BIIR 561 CL is a novel blocker of
AMPA receptors and voltage-dependent
sodium channels. In this study we further describe the effects of
BIIR 561 CL on
AMPA receptor-mediated membrane currents in rodent neurons, as well as in cells expressing recombinant human GluR1/2 receptors in more detail.
BIIR 561 CL suppressed responses to
kainate in neuronal cultures from rat cortex with an IC50 of 9.8 microM. Similar effects were observed using acutely dissociated neurons from the CA1 region of rat hippocampus (IC50 = 9.5 microM). Inhibition of
kainate responses by
BIIR 561 CL was prevented by preapplication of
GYKI 53655, suggesting that both non-competitive inhibitors bind to a common site of the receptor. The effect of 10 microM
BIIR 561 CL on
kainate-induced currents was dependent on extracellular pH, with more pronounced block (84.1%) under acidic conditions (pHextern=6.4), compared to only 30.1% at a pHextern of 8.4. Thus, it can be hypothesized that
BIIR 561 CL inhibits
AMPA receptors in ischaemic brain regions more effectively than in healthy tissue.

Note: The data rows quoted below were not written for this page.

use std::collections::HashMap;
use tracing::debug;

use crate::types::{JobInfo, JobStatus, Phase};

/// 已挂载的外部任务
#[derive(Debug, Clone, PartialEq)]
pub struct JobHandle {
    pub id: String,
    pub phase: Phase,
    pub status: JobStatus,
    pub progress: f64,
}

impl JobHandle {
    fn new(phase: Phase, info: &JobInfo) -> Self {
        Self {
            id: info.id.clone(),
            phase,
            status: JobStatus::Pending,
            progress: clamp_progress(info.progress),
        }
    }
}

/// 一次状态变化的结果
#[derive(Debug, Clone, PartialEq)]
pub struct JobTransition {
    pub phase: Phase,
    pub job_id: String,
    pub status: JobStatus,
    /// 该阶段的任务是否已被释放
    pub released: bool,
}

/// 计算单个阶段在收到新状态后的槽位
///
/// 成功和结束总是释放；失败时只有需要保留的阶段（下载）继续挂载。
pub fn transition(mut handle: JobHandle, status: JobStatus) -> Option<JobHandle> {
    handle.status = status;
    match status {
        JobStatus::Succeeded | JobStatus::Ended => None,
        JobStatus::Failed if !handle.phase.retains_failed_job() => None,
        _ => Some(handle),
    }
}

/// 每个阶段最多持有一个任务
#[derive(Debug, Default)]
pub struct JobTracker {
    slots: HashMap<Phase, JobHandle>,
    /// 已释放但服务端仍在列出的任务，以及释放时的状态
    finished: HashMap<String, (Phase, JobStatus)>,
}

impl JobTracker {
    pub fn new() -> Self {
        Self::default()
    }

    /// 挂载任务；该阶段已有任务，或该任务已经结束过时返回 `None`
    pub fn attach(&mut self, phase: Phase, info: &JobInfo) -> Option<&JobHandle> {
        if self.finished.contains_key(&info.id) {
            debug!(job = %info.id, "Job already finished, not attaching");
            return None;
        }
        if let Some(existing) = self.slots.get(&phase) {
            debug!(
                ?phase,
                attached = %existing.id,
                ignored = %info.id,
                "Phase already has a job attached"
            );
            return None;
        }
        Some(
            self.slots
                .entry(phase)
                .or_insert_with(|| JobHandle::new(phase, info)),
        )
    }

    pub fn get(&self, phase: Phase) -> Option<&JobHandle> {
        self.slots.get(&phase)
    }

    pub fn is_attached(&self, phase: Phase) -> bool {
        self.slots.contains_key(&phase)
    }

    /// 没有任何阶段挂载任务
    pub fn is_idle(&self) -> bool {
        self.slots.is_empty()
    }

    pub fn phase_of(&self, job_id: &str) -> Option<Phase> {
        self.slots
            .values()
            .find(|handle| handle.id == job_id)
            .map(|handle| handle.phase)
    }

    /// 处理状态通知；终态会在返回之前先释放槽位
    pub fn on_status(&mut self, job_id: &str, status: JobStatus) -> Option<JobTransition> {
        let Some(phase) = self.phase_of(job_id) else {
            return self.on_finished_status(job_id, status);
        };
        let handle = self.slots.remove(&phase)?;
        let released = match transition(handle, status) {
            Some(handle) => {
                self.slots.insert(phase, handle);
                false
            }
            None => {
                self.finished.insert(job_id.to_string(), (phase, status));
                true
            }
        };
        Some(JobTransition {
            phase,
            job_id: job_id.to_string(),
            status,
            released,
        })
    }

    // 成功释放的任务之后只会再报告一次 end
    fn on_finished_status(&mut self, job_id: &str, status: JobStatus) -> Option<JobTransition> {
        if status != JobStatus::Ended {
            return None;
        }
        let (phase, finished_with) = self.finished.remove(job_id)?;
        (finished_with == JobStatus::Succeeded).then(|| JobTransition {
            phase,
            job_id: job_id.to_string(),
            status,
            released: true,
        })
    }

    /// 处理进度通知，返回所属阶段和截断后的进度
    pub fn on_progress(&mut self, job_id: &str, progress: f64) -> Option<(Phase, f64)> {
        let handle = self.slots.values_mut().find(|handle| handle.id == job_id)?;
        handle.progress = clamp_progress(progress);
        Some((handle.phase, handle.progress))
    }

    /// 释放服务端已不存在、且失败后被保留的任务
    ///
    /// 任务列表可能早于刚挂载的任务，所以仍在进行中的任务不会因为缺席而被释放。
    pub fn retain_listed(&mut self, listed: &[JobInfo]) -> Vec<JobHandle> {
        self.finished
            .retain(|id, _| listed.iter().any(|job| &job.id == id));
        let stale: Vec<Phase> = self
            .slots
            .values()
            .filter(|handle| handle.status == JobStatus::Failed)
            .filter(|handle| !listed.iter().any(|job| job.id == handle.id))
            .map(|handle| handle.phase)
            .collect();
        stale
            .into_iter()
            .filter_map(|phase| self.slots.remove(&phase))
            .collect()
    }
}

fn clamp_progress(progress: f64) -> f64 {
    if progress.is_nan() {
        0.0
    } else {
        progress.clamp(0.0, 1.0)
    }
}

BIIR 561 CL inhibited responses to 1 mM
glutamate in cells expressing recombinant human GluR1/2 receptors with similar potency, as compared to
kainate responses in rat neurons (IC50=17.3 microM). The reference compound
NBQX had an IC50 of 25.2 nM. None of the two compounds affected the
glutamate-induced receptor desensitization at any tested concentration. The block by
BIIR 561 CL was not use-dependent and had fast on- and off-kinetics (tauon=6.8 s; tauoff=1.3 s in hGluR1/2 receptors with 30 microM
BIIR 561 CL). Thus,
BIIR 561 CL can be anticipated to have a promising profile for the treatment of
neurological disorders like brain ischaemia and
head trauma.